The painter’s name is Lupine and his wolfish nature is soon to be revealed when a young man named Wesley Hepton visits for a job interview as artist’s assistant.
World War 1 has just ended and Wesley has returned a hero but is also suffering from the dread of war. Shell-shocked, he is withdrawn and depressed, dissociated from the Northern English town where he grew up.
Shellshocked canvasses questions about the purpose of art, the indifference of the artist, the horror and futility of war, and the psychopathy of mandated murder. Wesley has been scarred and near ruined by his experience. Nevertheless, Lupine, the painter of Labrador dogs, envies Wesley’s portfolio of battlefield images and despises his own suburban mediocrity.
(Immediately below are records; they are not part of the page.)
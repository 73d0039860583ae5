//! Structured observability hooks for evaluation and aggregation runs.
//!
//! Each function emits one event with a stable `event` field so that JSON log
//! output can be filtered per lifecycle step.

use tracing::{info, warn};

/// Span tagging every event of one harness run with the run's file name.
///
/// Attach with [`tracing::Instrument`] rather than entering it, since the run
/// awaits judge calls:
///
/// ```ignore
/// harness.run(&dataset).instrument(run_span("evaluation_results03")).await;
/// ```
pub fn run_span(run: &str) -> tracing::Span {
    tracing::info_span!("leakjudge.run", run = %run)
}

/// Emit event: a harness run started over `entities` dataset entries.
pub fn emit_run_started(entities: usize, dataset_digest: &str) {
    info!(
        event = "run.started",
        entities = entities,
        dataset_digest = %dataset_digest,
    );
}

/// Emit event: one entity scored.
pub fn emit_entity_scored(entity_id: &str, evaluation_fields: usize) {
    info!(event = "entity.scored", entity = %entity_id, fields = evaluation_fields);
}

/// Emit event: no score object could be extracted (warning level).
///
/// The raw response is included so the judge's output can be inspected.
pub fn emit_extraction_failed(entity_id: &str, raw_response: &str) {
    warn!(
        event = "entity.extraction_failed",
        entity = %entity_id,
        raw_response = %raw_response,
    );
}

/// Emit event: the judge call itself failed (warning level).
pub fn emit_judge_failed(entity_id: &str, error: &dyn std::fmt::Display) {
    warn!(event = "entity.judge_failed", entity = %entity_id, error = %error);
}

/// Emit event: a harness run finished.
pub fn emit_run_finished(scored: usize, extraction_failures: usize, call_failures: usize) {
    info!(
        event = "run.finished",
        scored = scored,
        extraction_failures = extraction_failures,
        call_failures = call_failures,
    );
}

/// Emit event: aggregation over `runs` documents finished.
pub fn emit_aggregate_finished(runs: usize, entities: usize) {
    info!(event = "aggregate.finished", runs = runs, entities = entities);
}
//! leakjudge - judged evaluation of forensic leakage summaries
//!
//! ## Commands
//!
//! - `evaluate`: score a dataset with the LLM judge over N runs
//! - `aggregate`: reduce N run files to per-entity and overall statistics
//! - `pipeline`: run the processing and summarization stages, optionally
//!   followed by evaluation and aggregation of the succeeded entities

use std::path::{Path, PathBuf};
use std::sync::Arc;

use anyhow::{Context, Result};
use clap::{ArgGroup, Parser, Subcommand};
use tracing::{info, Level};

use leakjudge_core::domain::metrics::{composite_metric_names, primary_metric_names};
use leakjudge_core::{
    load_dir, write_aggregated_json, write_overall_md, AggregatedOutput, EvaluationDataset,
    EvaluationHarness, Judge, JudgeConfig, MetricAggregator, OpenAiJudge, RunArtifact,
};
use leakjudge_pipeline::{PipelineOrchestrator, RunMode, Settings};

#[derive(Parser)]
#[command(name = "leakjudge")]
#[command(author = "Stevedores Org")]
#[command(version = env!("CARGO_PKG_VERSION"))]
#[command(about = "LLM-judge evaluation of forensic leakage summaries", long_about = None)]
struct Cli {
    /// Enable verbose output
    #[arg(short, long, global = true)]
    verbose: bool,

    /// Emit JSON-formatted log lines
    #[arg(long, global = true)]
    json: bool,

    #[command(subcommand)]
    command: Commands,
}

#[derive(clap::Args, Debug, Clone)]
struct JudgeArgs {
    /// Judge model (overrides LEAKJUDGE_JUDGE_MODEL)
    #[arg(long)]
    model: Option<String>,

    /// OpenAI-compatible API base URL
    #[arg(long, env = "OPENAI_BASE_URL")]
    base_url: Option<String>,
}

#[derive(clap::Args, Debug, Clone, Default)]
struct MetricArgs {
    /// Primary metric names to aggregate (comma-separated)
    #[arg(long, value_delimiter = ',')]
    evaluation_metrics: Option<Vec<String>>,

    /// Composite metric names to aggregate (comma-separated)
    #[arg(long, value_delimiter = ',')]
    composite_metrics: Option<Vec<String>>,
}

impl MetricArgs {
    fn aggregator(&self) -> MetricAggregator {
        MetricAggregator::new(
            self.evaluation_metrics.clone().unwrap_or_else(primary_metric_names),
            self.composite_metrics.clone().unwrap_or_else(composite_metric_names),
        )
    }
}

#[derive(Subcommand)]
enum Commands {
    /// Score every dataset entry with the judge, once per run
    Evaluate {
        /// Evaluation dataset (entity id -> ground truth and model summary)
        #[arg(short, long)]
        dataset: PathBuf,

        /// Directory receiving one result file per run
        #[arg(short, long, default_value = "results")]
        output_dir: PathBuf,

        /// Number of independent runs
        #[arg(short, long, default_value = "10")]
        runs: usize,

        /// Run file name prefix
        #[arg(short, long, default_value = "evaluation_results")]
        prefix: String,

        #[command(flatten)]
        judge: JudgeArgs,
    },

    /// Aggregate run files into mean / population std per entity and overall
    Aggregate {
        /// Directory holding the run files
        #[arg(short, long)]
        results_dir: PathBuf,

        /// Run file name prefix
        #[arg(short, long, default_value = "evaluation_results")]
        prefix: String,

        /// Aggregated output file
        #[arg(short, long, default_value = "aggregated_results.json")]
        output: PathBuf,

        /// Also write a markdown summary of the overall statistics
        #[arg(long)]
        markdown: Option<PathBuf>,

        #[command(flatten)]
        metrics: MetricArgs,
    },

    /// Run the processing and summarization stages over one or all entities
    #[command(group(ArgGroup::new("target").required(true).args(["apk_name", "all"])))]
    Pipeline {
        /// Settings file (JSON)
        #[arg(short, long, env = "LEAKJUDGE_CONFIG")]
        config: PathBuf,

        /// Single entity to process (file name without extension)
        #[arg(long)]
        apk_name: Option<String>,

        /// Process every entity file in the working directory
        #[arg(long)]
        all: bool,

        /// Write the batch report as JSON
        #[arg(long)]
        report: Option<PathBuf>,

        /// Evaluate this dataset, restricted to the succeeded entities
        #[arg(long)]
        evaluate_dataset: Option<PathBuf>,

        /// Number of evaluation runs
        #[arg(long, default_value = "10")]
        runs: usize,

        /// Directory for run files and aggregated output
        #[arg(long, default_value = "results")]
        results_dir: PathBuf,

        /// Run file name prefix
        #[arg(long, default_value = "evaluation_results")]
        prefix: String,

        #[command(flatten)]
        judge: JudgeArgs,
    },
}

#[tokio::main]
async fn main() -> Result<()> {
    // OPENAI_API_KEY and friends may live in a local .env file
    dotenvy::dotenv().ok();
    let cli = Cli::parse();

    // Setup logging
    let level = if cli.verbose {
        Level::DEBUG
    } else {
        Level::INFO
    };
    leakjudge_core::init_tracing(cli.json, level);

    match cli.command {
        Commands::Evaluate {
            dataset,
            output_dir,
            runs,
            prefix,
            judge,
        } => {
            let judge = build_judge(&judge)?;
            let dataset = EvaluationDataset::load(&dataset)
                .with_context(|| format!("Failed to load dataset {:?}", dataset))?;
            cmd_evaluate(judge, &dataset, &output_dir, runs, &prefix)
                .await
                .map(|_| ())
        }
        Commands::Aggregate {
            results_dir,
            prefix,
            output,
            markdown,
            metrics,
        } => cmd_aggregate(&results_dir, &prefix, &output, markdown.as_deref(), &metrics).map(|_| ()),
        Commands::Pipeline {
            config,
            apk_name,
            all,
            report,
            evaluate_dataset,
            runs,
            results_dir,
            prefix,
            judge,
        } => {
            let mode = match apk_name {
                Some(name) if !all => RunMode::Single(name),
                _ => RunMode::Batch,
            };
            cmd_pipeline(
                &config,
                mode,
                report.as_deref(),
                evaluate_dataset.as_deref(),
                runs,
                &results_dir,
                &prefix,
                &judge,
            )
            .await
        }
    }
}

fn build_judge(args: &JudgeArgs) -> Result<Arc<dyn Judge>> {
    let mut config = JudgeConfig::from_env();
    if let Some(model) = &args.model {
        config = config.with_model(model);
    }
    if let Some(base_url) = &args.base_url {
        config = config.with_base_url(base_url);
    }
    info!(model = %config.model, base_url = %config.base_url, "Judge configured");
    let judge = OpenAiJudge::new(config).context("Failed to configure judge")?;
    Ok(Arc::new(judge))
}

/// Run the harness `runs` times and print a per-run summary
async fn cmd_evaluate(
    judge: Arc<dyn Judge>,
    dataset: &EvaluationDataset,
    output_dir: &Path,
    runs: usize,
    prefix: &str,
) -> Result<Vec<RunArtifact>> {
    println!("Evaluating {} entities over {} runs", dataset.len(), runs);
    println!();

    let harness = EvaluationHarness::new(judge);
    let artifacts = harness
        .run_repeated(dataset, runs, output_dir, prefix)
        .await
        .context("Evaluation failed")?;

    for artifact in &artifacts {
        println!(
            "  {:?}: {} scored, {} skipped",
            artifact.path,
            artifact.outcome.document.len(),
            artifact.outcome.skipped()
        );
    }
    Ok(artifacts)
}

/// Aggregate run files, write the output file(s) and print the overall summary
fn cmd_aggregate(
    results_dir: &Path,
    prefix: &str,
    output: &Path,
    markdown: Option<&Path>,
    metrics: &MetricArgs,
) -> Result<AggregatedOutput> {
    let runs = load_dir(results_dir, prefix)
        .with_context(|| format!("Failed to load run files from {:?}", results_dir))?;
    if runs.is_empty() {
        anyhow::bail!("No run files matching '{}*.json' in {:?}", prefix, results_dir);
    }

    let mut aggregator = metrics.aggregator();
    for run in &runs {
        aggregator.fold(&run.document);
    }
    finish_aggregation(aggregator, output, markdown)
}

/// Finalize, write the output file(s) and print the overall summary
fn finish_aggregation(
    aggregator: MetricAggregator,
    output: &Path,
    markdown: Option<&Path>,
) -> Result<AggregatedOutput> {
    let run_count = aggregator.runs_folded();
    let aggregated = aggregator.finalize();

    write_aggregated_json(output, &aggregated)
        .with_context(|| format!("Failed to write aggregated output to {:?}", output))?;
    if let Some(path) = markdown {
        write_overall_md(path, &aggregated.overall, aggregated.apks.len(), run_count)
            .with_context(|| format!("Failed to write markdown summary to {:?}", path))?;
    }

    println!("Aggregated {} runs over {} entities -> {:?}", run_count, aggregated.apks.len(), output);
    println!("{}", serde_json::to_string_pretty(&aggregated.overall)?);
    Ok(aggregated)
}

/// Run the pipeline, then optionally evaluate and aggregate the succeeded entities
#[allow(clippy::too_many_arguments)]
async fn cmd_pipeline(
    config: &Path,
    mode: RunMode,
    report_path: Option<&Path>,
    evaluate_dataset: Option<&Path>,
    runs: usize,
    results_dir: &Path,
    prefix: &str,
    judge_args: &JudgeArgs,
) -> Result<()> {
    let settings = Settings::load(config)
        .with_context(|| format!("Failed to load settings from {:?}", config))?;
    let orchestrator = PipelineOrchestrator::from_settings(settings).context("Invalid pipeline settings")?;

    let report = orchestrator.run(mode).await.context("Pipeline failed to run")?;

    println!();
    print!("{}", report.render_summary());
    println!("Pipeline finished in {} ms", report.duration_ms());

    if let Some(path) = report_path {
        report
            .write(path)
            .with_context(|| format!("Failed to write batch report to {:?}", path))?;
    }

    let Some(dataset_path) = evaluate_dataset else {
        return Ok(());
    };

    let mut dataset = EvaluationDataset::load(dataset_path)
        .with_context(|| format!("Failed to load dataset {:?}", dataset_path))?;
    let dropped = dataset.retain_entities(&report.succeeded());
    info!(kept = dataset.len(), dropped = dropped, "Restricted dataset to succeeded entities");
    if dataset.is_empty() {
        anyhow::bail!("No succeeded entity appears in {:?}", dataset_path);
    }

    println!();
    let judge = build_judge(judge_args)?;
    evaluate_and_aggregate(judge, &dataset, results_dir, runs, prefix)
        .await
        .map(|_| ())
}

/// Evaluate, then aggregate exactly the runs this invocation produced
async fn evaluate_and_aggregate(
    judge: Arc<dyn Judge>,
    dataset: &EvaluationDataset,
    results_dir: &Path,
    runs: usize,
    prefix: &str,
) -> Result<AggregatedOutput> {
    let artifacts = cmd_evaluate(judge, dataset, results_dir, runs, prefix).await?;

    let mut aggregator = MetricAggregator::default();
    for artifact in &artifacts {
        aggregator.fold(&artifact.outcome.document);
    }

    let output = results_dir.join(format!("aggregated_{prefix}.json"));
    println!();
    finish_aggregation(aggregator, &output, None)
}
//! Output files: run documents, aggregated output and a markdown summary.

use std::io::Write;
use std::path::Path;

use serde::Serialize;

use crate::aggregate::{AggregatedOutput, MetricStats, OverallSummary};
use crate::domain::Result;

/// Write `value` as pretty JSON to `path`.
///
/// The content goes to a temporary file in the same directory first and is
/// renamed into place, so an interrupted write never leaves a truncated file.
pub fn write_json_atomic<T: Serialize>(path: &Path, value: &T) -> Result<()> {
    let content = serde_json::to_string_pretty(value)?;
    let dir = match path.parent() {
        Some(p) if !p.as_os_str().is_empty() => p,
        _ => Path::new("."),
    };

    let mut tmp = tempfile::NamedTempFile::new_in(dir)?;
    tmp.write_all(content.as_bytes())?;
    tmp.write_all(b"\n")?;
    tmp.as_file().sync_all()?;
    tmp.persist(path).map_err(|e| e.error)?;
    Ok(())
}

/// Write the aggregated output file.
pub fn write_aggregated_json(path: &Path, output: &AggregatedOutput) -> Result<()> {
    write_json_atomic(path, output)
}

/// Render the overall summary as markdown tables.
pub fn render_overall_md(overall: &OverallSummary, entities: usize, runs: usize) -> String {
    let mut out = String::new();
    out.push_str("# Evaluation Summary\n\n");
    out.push_str(&format!("- entities: {entities}\n- runs: {runs}\n\n"));

    out.push_str("## Primary Metrics\n");
    push_table(&mut out, &overall.evaluation_mean, &overall.evaluation_std);
    out.push('\n');
    out.push_str("## Composite Metrics\n");
    push_table(&mut out, &overall.g_eval_mean, &overall.g_eval_std);
    out
}

fn push_table(out: &mut String, means: &MetricStats, stds: &MetricStats) {
    out.push_str("| metric | mean | std |\n|---|---|---|\n");
    for (metric, mean) in means {
        let std = stds.get(metric).copied().unwrap_or(0.0);
        out.push_str(&format!("| {metric} | {mean:.3} | {std:.3} |\n"));
    }
}

/// Write the markdown summary.
pub fn write_overall_md(path: &Path, overall: &OverallSummary, entities: usize, runs: usize) -> Result<()> {
    std::fs::write(path, render_overall_md(overall, entities, runs))?;
    Ok(())
}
The dialogue is mercurial and often cruel. It is also satiric and grimly funny — a mix of Pinter, Joe Orton, and even a dash of Alan Bennett. And the performances are terrific.
Lee Bainbridge’s Lupine is wheedling, perversely dominating, and forensically interrogating – until Jack Stokes’s memorable Wesley, in his baggy, oversized suit, desperate for employment, and exhausted by military bastardry, begins to turn the tables.
Shellshocked is itself a series of theatrical assaults, after-images, and troubling contradictions — which only accelerate as matters get further out of hand. Philip Stokes (who, with his son Jack, also presented the brilliant 2023 Fringe production Jesus, Jane, Mother and Me ) has directed his own text — best capturing both its intelligence and originality.
Selected from the Edinburgh Fringe for inclusion in Holden Street Theatre’s consistently excellent international program, this is undoubtedly a highlight and the Fringe has hardly begun.
Shellshocked is playing at The Arch, Holden Street Theatres until March 23.